*** Data to examine ***
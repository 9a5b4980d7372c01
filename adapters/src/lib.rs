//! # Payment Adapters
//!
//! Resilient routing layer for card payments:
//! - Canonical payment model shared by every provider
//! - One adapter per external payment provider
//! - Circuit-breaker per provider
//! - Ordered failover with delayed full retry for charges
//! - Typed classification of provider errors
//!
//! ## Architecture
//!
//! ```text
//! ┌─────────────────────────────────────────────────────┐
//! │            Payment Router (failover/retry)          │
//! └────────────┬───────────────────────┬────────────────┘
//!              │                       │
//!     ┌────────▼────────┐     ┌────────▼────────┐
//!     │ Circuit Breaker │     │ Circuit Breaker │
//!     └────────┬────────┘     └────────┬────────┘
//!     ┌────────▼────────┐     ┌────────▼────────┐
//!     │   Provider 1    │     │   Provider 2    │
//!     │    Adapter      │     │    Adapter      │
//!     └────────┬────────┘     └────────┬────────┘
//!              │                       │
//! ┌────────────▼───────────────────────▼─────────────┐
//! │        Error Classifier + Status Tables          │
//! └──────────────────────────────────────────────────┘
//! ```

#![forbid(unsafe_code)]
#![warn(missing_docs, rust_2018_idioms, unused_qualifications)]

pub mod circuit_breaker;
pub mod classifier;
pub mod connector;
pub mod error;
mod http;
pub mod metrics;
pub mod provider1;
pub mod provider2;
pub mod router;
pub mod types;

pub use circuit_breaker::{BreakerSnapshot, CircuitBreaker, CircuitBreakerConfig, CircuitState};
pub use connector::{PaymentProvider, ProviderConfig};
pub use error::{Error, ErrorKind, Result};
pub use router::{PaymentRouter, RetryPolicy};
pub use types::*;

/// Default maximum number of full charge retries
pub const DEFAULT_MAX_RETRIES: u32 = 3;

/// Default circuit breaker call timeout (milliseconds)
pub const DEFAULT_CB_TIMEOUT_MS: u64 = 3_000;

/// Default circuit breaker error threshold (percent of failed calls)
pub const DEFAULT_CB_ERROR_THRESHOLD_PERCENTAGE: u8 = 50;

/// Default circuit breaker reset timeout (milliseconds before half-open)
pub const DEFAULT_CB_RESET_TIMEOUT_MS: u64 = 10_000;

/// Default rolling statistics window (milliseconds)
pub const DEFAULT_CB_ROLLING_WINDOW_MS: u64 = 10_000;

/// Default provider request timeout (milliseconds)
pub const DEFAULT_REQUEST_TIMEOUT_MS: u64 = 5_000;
*** End of Data to examine ***
*** Data to examine ***
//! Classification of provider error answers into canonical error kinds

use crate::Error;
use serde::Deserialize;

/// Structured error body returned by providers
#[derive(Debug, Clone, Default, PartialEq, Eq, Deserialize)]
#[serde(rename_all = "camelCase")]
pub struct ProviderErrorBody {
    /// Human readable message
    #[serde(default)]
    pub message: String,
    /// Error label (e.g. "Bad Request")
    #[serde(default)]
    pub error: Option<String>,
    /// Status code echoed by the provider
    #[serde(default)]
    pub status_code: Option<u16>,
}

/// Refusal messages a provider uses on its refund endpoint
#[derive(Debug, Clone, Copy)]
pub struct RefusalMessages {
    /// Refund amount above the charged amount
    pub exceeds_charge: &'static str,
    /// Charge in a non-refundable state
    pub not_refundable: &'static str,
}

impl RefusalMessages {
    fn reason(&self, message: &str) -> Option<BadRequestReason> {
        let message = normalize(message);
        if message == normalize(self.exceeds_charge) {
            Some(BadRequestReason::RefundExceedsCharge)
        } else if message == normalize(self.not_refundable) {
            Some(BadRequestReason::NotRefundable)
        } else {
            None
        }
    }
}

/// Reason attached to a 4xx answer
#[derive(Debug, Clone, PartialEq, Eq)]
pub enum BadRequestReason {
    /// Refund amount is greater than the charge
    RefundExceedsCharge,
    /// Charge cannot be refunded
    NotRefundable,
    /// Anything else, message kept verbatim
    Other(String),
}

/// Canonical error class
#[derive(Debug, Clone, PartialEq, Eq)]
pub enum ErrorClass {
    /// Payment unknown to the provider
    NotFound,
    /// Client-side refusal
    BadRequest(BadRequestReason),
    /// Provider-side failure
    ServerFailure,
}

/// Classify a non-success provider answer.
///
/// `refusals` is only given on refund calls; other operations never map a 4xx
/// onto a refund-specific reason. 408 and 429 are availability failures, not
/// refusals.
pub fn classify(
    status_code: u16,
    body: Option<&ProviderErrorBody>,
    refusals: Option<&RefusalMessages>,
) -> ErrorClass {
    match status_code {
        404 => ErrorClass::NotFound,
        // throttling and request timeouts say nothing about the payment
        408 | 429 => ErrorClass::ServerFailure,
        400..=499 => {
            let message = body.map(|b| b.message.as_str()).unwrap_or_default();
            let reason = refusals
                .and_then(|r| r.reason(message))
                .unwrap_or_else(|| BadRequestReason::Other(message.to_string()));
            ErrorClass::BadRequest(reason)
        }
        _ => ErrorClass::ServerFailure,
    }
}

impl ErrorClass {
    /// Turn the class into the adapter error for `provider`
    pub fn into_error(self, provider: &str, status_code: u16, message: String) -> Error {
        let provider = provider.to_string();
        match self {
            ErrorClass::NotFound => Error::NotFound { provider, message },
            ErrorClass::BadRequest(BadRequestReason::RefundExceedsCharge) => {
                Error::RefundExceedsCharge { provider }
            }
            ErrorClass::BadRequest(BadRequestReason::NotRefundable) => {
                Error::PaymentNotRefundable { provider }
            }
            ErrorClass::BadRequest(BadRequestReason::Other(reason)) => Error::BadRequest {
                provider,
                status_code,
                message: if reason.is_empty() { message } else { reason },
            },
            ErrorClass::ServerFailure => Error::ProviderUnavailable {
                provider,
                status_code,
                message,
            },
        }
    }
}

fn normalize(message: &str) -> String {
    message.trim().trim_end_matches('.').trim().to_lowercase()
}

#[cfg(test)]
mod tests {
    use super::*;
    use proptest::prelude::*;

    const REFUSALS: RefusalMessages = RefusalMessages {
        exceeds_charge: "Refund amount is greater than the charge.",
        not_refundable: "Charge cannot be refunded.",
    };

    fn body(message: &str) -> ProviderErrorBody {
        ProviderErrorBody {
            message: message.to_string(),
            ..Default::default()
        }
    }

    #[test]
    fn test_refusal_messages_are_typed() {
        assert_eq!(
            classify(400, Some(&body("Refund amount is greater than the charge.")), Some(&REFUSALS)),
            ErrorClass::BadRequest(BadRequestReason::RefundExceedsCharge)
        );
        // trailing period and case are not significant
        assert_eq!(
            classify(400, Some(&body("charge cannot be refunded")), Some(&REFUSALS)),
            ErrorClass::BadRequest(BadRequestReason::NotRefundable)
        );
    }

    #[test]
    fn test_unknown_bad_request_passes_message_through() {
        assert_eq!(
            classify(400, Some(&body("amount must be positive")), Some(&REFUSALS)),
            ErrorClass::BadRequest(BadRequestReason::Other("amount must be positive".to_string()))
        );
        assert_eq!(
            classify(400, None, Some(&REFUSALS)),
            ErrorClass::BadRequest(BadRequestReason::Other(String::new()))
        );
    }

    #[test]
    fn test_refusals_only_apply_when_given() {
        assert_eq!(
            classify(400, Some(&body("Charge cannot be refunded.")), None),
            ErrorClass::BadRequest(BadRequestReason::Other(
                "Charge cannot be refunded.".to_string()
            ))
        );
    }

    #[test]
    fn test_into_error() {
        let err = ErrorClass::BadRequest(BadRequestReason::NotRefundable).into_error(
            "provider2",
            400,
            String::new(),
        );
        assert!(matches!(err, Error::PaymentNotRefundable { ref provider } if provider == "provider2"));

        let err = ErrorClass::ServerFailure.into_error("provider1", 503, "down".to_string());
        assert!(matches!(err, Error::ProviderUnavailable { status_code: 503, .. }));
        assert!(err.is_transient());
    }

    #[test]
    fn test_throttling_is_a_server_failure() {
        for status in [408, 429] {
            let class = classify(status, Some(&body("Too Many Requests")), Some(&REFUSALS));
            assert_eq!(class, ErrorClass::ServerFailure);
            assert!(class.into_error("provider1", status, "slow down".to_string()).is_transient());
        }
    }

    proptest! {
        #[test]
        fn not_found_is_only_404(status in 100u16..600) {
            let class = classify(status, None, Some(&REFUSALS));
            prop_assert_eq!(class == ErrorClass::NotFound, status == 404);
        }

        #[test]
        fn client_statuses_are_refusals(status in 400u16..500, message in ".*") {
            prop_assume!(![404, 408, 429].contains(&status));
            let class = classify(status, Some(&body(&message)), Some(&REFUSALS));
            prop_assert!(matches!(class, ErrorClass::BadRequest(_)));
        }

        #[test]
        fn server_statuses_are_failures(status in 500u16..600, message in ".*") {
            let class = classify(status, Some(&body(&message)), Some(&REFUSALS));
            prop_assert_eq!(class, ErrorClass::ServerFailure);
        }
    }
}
*** End of Data to examine ***
The answer must consist of every line from the data that contains the word "None".

            None
            classify(400, None, Some(&REFUSALS)),
            classify(400, Some(&body("Charge cannot be refunded.")), None),
            let class = classify(status, None, Some(&REFUSALS));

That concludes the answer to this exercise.